From Wikipedia (http://en.wikipedia.org/wiki/Tweedie_distribution) we know that
The Tweedie distributions include a number of familiar distributions as well as some unusual ones, each being specified by the domain of the index parameter. We have the
normal distribution, p = 0,
Poisson distribution, p = 1,
compound Poisson–gamma distribution, 1 < p < 2,
gamma distribution, p = 2,
positive stable distributions, 2 < p < 3,
inverse Gaussian distribution, p = 3,
positive stable distributions, p > 3, and
extreme stable distributions, p = ∞.
For 0 < p < 1 no Tweedie model exists.
My question is can we determine significance from the optimal p if it is between 1-2. For instance, if we say that Poisson controls the frequency in which our Y appears and Gamma controls the size of our Y if it appears and if the log-likelihood of the model has an optimal value for p of 1.1 then is it fair to say that the data is driven more by frequency than size and vice versa?
so for example, if you run this code:
set.seed(1) x <- rep(1:100,times=10) freq <- sapply(x,function(arg) rpois(1,.25*arg)) size <- sapply(x,function(arg) rgamma(1,100*arg)) y <- freq*size df <- data.frame(cbind(x,y)) tweediep <- tweedie.profile(y~x, link.power = 0, data = df, do.smooth = FALSE, do.plot = TRUE) tweediep$xi.max
I get the result 1.3. Does that mean that this Y is more “driven by” frequency than severity? Does it mean something else altogether? Is there nothing I can discern from this estimated value of the parameter p ?
Edit: This is not a complete answer so I’m posting it as an edit and clarification rather than an answer to my own question.

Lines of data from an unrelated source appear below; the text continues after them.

use crate::checksum::{ipv4_header_checksum, is_valid_checksum, PseudoHeader};
use crate::error::{Error, Result};
use crate::view::ByteView;
use crate::{check_minimum, fmt_payload, IpProtocol, Layer, LayerKind};
use std::fmt::{Debug, Formatter};
use std::net::Ipv4Addr;

const VERSION_BIT_OFFSET: usize = 0;
const IHL_BIT_OFFSET: usize = 4;
const DSCP_BIT_OFFSET: usize = 8;
const ECN_BIT_OFFSET: usize = 14;
const TOTAL_LENGTH_OFFSET: usize = 2;
const IDENTIFICATION_OFFSET: usize = 4;
const FLAGS_BIT_OFFSET: usize = 48;
const FRAGMENT_OFFSET_BIT_OFFSET: usize = 51;
const TIME_TO_LIVE_OFFSET: usize = 8;
const PROTOCOL_OFFSET: usize = 9;
const CHECKSUM_OFFSET: usize = 10;
const SOURCE_OFFSET: usize = 12;
const DESTINATION_OFFSET: usize = 16;

/// The `More Fragments` flag.
pub const FLAG_MORE_FRAGMENTS: u8 = 0b001;

/// The `Don't Fragment` flag.
pub const FLAG_DONT_FRAGMENT: u8 = 0b010;

/// Represents an IPv4 Packet.
///
/// The internal representation is held in network byte order (big-endian) and all accessor methods
/// take and return data in host byte order, converting as necessary for the given architecture.
pub struct Ipv4Packet<'a> {
    buf: ByteView<'a>,
}

impl<'a> Ipv4Packet<'a> {
    pub fn new(packet: &'a mut [u8]) -> Result<Self> {
        Self::from_view(ByteView::new_mut(packet))
    }

    pub fn new_view(packet: &'a [u8]) -> Result<Self> {
        Self::from_view(ByteView::new(packet))
    }

    pub fn from_view(buf: ByteView<'a>) -> Result<Self> {
        check_minimum("Ipv4Packet", Self::minimum_packet_size(), &buf)?;
        Ok(Self { buf })
    }

    #[must_use]
    pub const fn minimum_packet_size() -> usize {
        20
    }

    #[must_use]
    pub fn get_version(&self) -> u8 {
        self.buf.read_bits(VERSION_BIT_OFFSET, 4) as u8
    }

    /// The header length in 32 bit words.
    #[must_use]
    pub fn get_header_length(&self) -> u8 {
        self.buf.read_bits(IHL_BIT_OFFSET, 4) as u8
    }

    #[must_use]
    pub fn get_dscp(&self) -> u8 {
        self.buf.read_bits(DSCP_BIT_OFFSET, 6) as u8
    }

    #[must_use]
    pub fn get_ecn(&self) -> u8 {
        self.buf.read_bits(ECN_BIT_OFFSET, 2) as u8
    }

    #[must_use]
    pub fn get_tos(&self) -> u8 {
        (self.get_dscp() << 2) | self.get_ecn()
    }

    #[must_use]
    pub fn get_total_length(&self) -> u16 {
        u16::from_be_bytes(self.buf.get_bytes(TOTAL_LENGTH_OFFSET))
    }

    #[must_use]
    pub fn get_identification(&self) -> u16 {
        u16::from_be_bytes(self.buf.get_bytes(IDENTIFICATION_OFFSET))
    }

    #[must_use]
    pub fn get_flags(&self) -> u8 {
        self.buf.read_bits(FLAGS_BIT_OFFSET, 3) as u8
    }

    /// The fragment offset in 8 byte units.
    #[must_use]
    pub fn get_fragment_offset(&self) -> u16 {
        self.buf.read_bits(FRAGMENT_OFFSET_BIT_OFFSET, 13) as u16
    }

    #[must_use]
    pub fn get_ttl(&self) -> u8 {
        self.buf.read(TIME_TO_LIVE_OFFSET)
    }

    #[must_use]
    pub fn get_protocol(&self) -> IpProtocol {
        IpProtocol::from(self.buf.read(PROTOCOL_OFFSET))
    }

    #[must_use]
    pub fn get_checksum(&self) -> u16 {
        u16::from_be_bytes(self.buf.get_bytes(CHECKSUM_OFFSET))
    }

    #[must_use]
    pub fn get_source(&self) -> Ipv4Addr {
        Ipv4Addr::from(self.buf.get_bytes(SOURCE_OFFSET))
    }

    #[must_use]
    pub fn get_destination(&self) -> Ipv4Addr {
        Ipv4Addr::from(self.buf.get_bytes(DESTINATION_OFFSET))
    }

    #[must_use]
    pub fn get_options_raw(&self) -> &[u8] {
        let start = Self::minimum_packet_size();
        let end = std::cmp::max(start, self.header_end());
        &self.buf.as_slice()[start..end]
    }

    pub fn set_version(&mut self, val: u8) {
        self.buf.write_bits(VERSION_BIT_OFFSET, 4, u64::from(val));
    }

    pub fn set_header_length(&mut self, val: u8) {
        self.buf.write_bits(IHL_BIT_OFFSET, 4, u64::from(val));
    }

    pub fn set_dscp(&mut self, val: u8) {
        self.buf.write_bits(DSCP_BIT_OFFSET, 6, u64::from(val));
    }

    pub fn set_ecn(&mut self, val: u8) {
        self.buf.write_bits(ECN_BIT_OFFSET, 2, u64::from(val));
    }

    pub fn set_tos(&mut self, val: u8) {
        self.set_dscp((val & 0xfc) >> 2);
        self.set_ecn(val & 0x3);
    }

    pub fn set_total_length(&mut self, val: u16) {
        self.buf.set_bytes(TOTAL_LENGTH_OFFSET, val.to_be_bytes());
    }

    pub fn set_identification(&mut self, val: u16) {
        self.buf.set_bytes(IDENTIFICATION_OFFSET, val.to_be_bytes());
    }

    pub fn set_flags(&mut self, val: u8) {
        self.buf.write_bits(FLAGS_BIT_OFFSET, 3, u64::from(val));
    }

    pub fn set_fragment_offset(&mut self, val: u16) {
        self.buf
            .write_bits(FRAGMENT_OFFSET_BIT_OFFSET, 13, u64::from(val));
    }

    pub fn set_ttl(&mut self, val: u8) {
        *self.buf.write(TIME_TO_LIVE_OFFSET) = val;
    }

    pub fn set_protocol(&mut self, val: IpProtocol) {
        *self.buf.write(PROTOCOL_OFFSET) = val.id();
    }

    pub fn set_checksum(&mut self, val: u16) {
        self.buf.set_bytes(CHECKSUM_OFFSET, val.to_be_bytes());
    }

    pub fn set_source(&mut self, val: Ipv4Addr) {
        self.buf.set_bytes(SOURCE_OFFSET, val.octets());
    }

    pub fn set_destination(&mut self, val: Ipv4Addr) {
        self.buf.set_bytes(DESTINATION_OFFSET, val.octets());
    }

    pub fn set_payload(&mut self, vals: &[u8]) {
        let current_offset = self.header_end();
        self.buf.set_slice(current_offset, vals);
    }

    /// Is this datagram a fragment of a larger one?
    #[must_use]
    pub fn is_fragment(&self) -> bool {
        self.get_fragment_offset() != 0 || self.get_flags() & FLAG_MORE_FRAGMENTS != 0
    }

    /// Check the header and total length fields agree with each other and the buffer.
    pub fn check_lengths(&self) -> Result<()> {
        let header_length = usize::from(self.get_header_length()) * 4;
        let total_length = usize::from(self.get_total_length());
        if header_length < Self::minimum_packet_size() {
            Err(Error::length_inconsistency(
                "Ipv4",
                header_length,
                Self::minimum_packet_size(),
            ))
        } else if header_length > total_length {
            Err(Error::length_inconsistency(
                "Ipv4",
                header_length,
                total_length,
            ))
        } else if total_length > self.buf.len() {
            Err(Error::length_inconsistency(
                "Ipv4",
                total_length,
                self.buf.len(),
            ))
        } else {
            Ok(())
        }
    }

    /// The number of bytes covered by this datagram, header included.
    #[must_use]
    pub fn packet_length(&self) -> usize {
        std::cmp::min(usize::from(self.get_total_length()), self.buf.len())
    }

    /// Calculate the header checksum as if the stored checksum were zero.
    #[must_use]
    pub fn calculate_checksum(&self) -> u16 {
        ipv4_header_checksum(&self.buf.as_slice()[..self.header_end()])
    }

    #[must_use]
    pub fn is_checksum_valid(&self) -> bool {
        is_valid_checksum(&self.buf.as_slice()[..self.header_end()])
    }

    pub fn update_checksum(&mut self) {
        self.set_checksum(0);
        let checksum = self.calculate_checksum();
        self.set_checksum(checksum);
    }

    /// The pseudo-header used by upper layer checksums.
    #[must_use]
    pub fn pseudo_header(&self) -> PseudoHeader {
        PseudoHeader::Ipv4 {
            source: self.get_source(),
            destination: self.get_destination(),
        }
    }

    /// Set the total length from the size of the buffer and recompute the header checksum.
    pub fn update_calculated_values(&mut self) -> Result<()> {
        let total_length = u16::try_from(self.buf.len()).map_err(|_| {
            Error::length_inconsistency("Ipv4", self.buf.len(), usize::from(u16::MAX))
        })?;
        self.set_total_length(total_length);
        self.update_checksum();
        Ok(())
    }

    #[must_use]
    pub fn packet(&self) -> &[u8] {
        self.buf.as_slice()
    }

    #[must_use]
    pub fn payload(&self) -> &[u8] {
        let end = self.packet_length();
        let start = std::cmp::min(self.header_end(), end);
        &self.buf.as_slice()[start..end]
    }

    /// The end of the header, bounded by the buffer.
    fn header_end(&self) -> usize {
        std::cmp::min(usize::from(self.get_header_length()) * 4, self.buf.len())
    }
}

impl<'a> Layer<'a> for Ipv4Packet<'a> {
    const KIND: LayerKind = LayerKind::Ipv4;

    fn try_from_view(view: ByteView<'a>) -> Result<Self> {
        Self::from_view(view)
    }
}

impl Debug for Ipv4Packet<'_> {
    fn fmt(&self, f: &mut Formatter<'_>) -> std::fmt::Result {
        f.debug_struct("Ipv4Packet")
            .field("version", &self.get_version())
            .field("header_length", &self.get_header_length())
            .field("dscp", &self.get_dscp())
            .field("ecn", &self.get_ecn())
            .field("total_length", &self.get_total_length())
            .field("identification", &self.get_identification())
            .field("flags", &self.get_flags())
            .field("fragment_offset", &self.get_fragment_offset())
            .field("ttl", &self.get_ttl())
            .field("protocol", &self.get_protocol())
            .field("checksum", &self.get_checksum())
            .field("source", &self.get_source())
            .field("destination", &self.get_destination())
            .field("options_raw", &self.get_options_raw())
            .field("payload", &fmt_payload(self.payload()))
            .finish()
    }
}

I have attempted to anecdotally answer my own question via a limited experiment. Specifically, I want to create dummy data and a “frequency driven” and “severity driven” model from this data and observe the results to better understand the p parameter.
set.seed(1) #creating random variables x1<-rep(1:5,20) x2<-(runif(100))*10 x3<-rpois(100,5) x4<-rweibull(100,2,5) #creating parameters based off a linear combination of variables plus a noise term - all exponentiated fvars<-exp((x1+2*x2+.5*x3-x4+3*runif(1))/10)/5 svars<-exp((x1+2*x2+.5*x3-x4+3*runif(1))/5) summary(fvars) summary(svars) #freq is the number of occurances, sev is the size of the occurances freq<-rpois(100,fvars) sev<-rgamma(100,scale=svars,shape=1) summary(freq) summary(sev) results1<-freq*sev summary(results1) #load library if needed library(tweedie) #store all the data in a single data frame df1<-data.frame(cbind(x1,x2,x3,x4,results1))
This is my “base model”. I now find the optimal parameter p.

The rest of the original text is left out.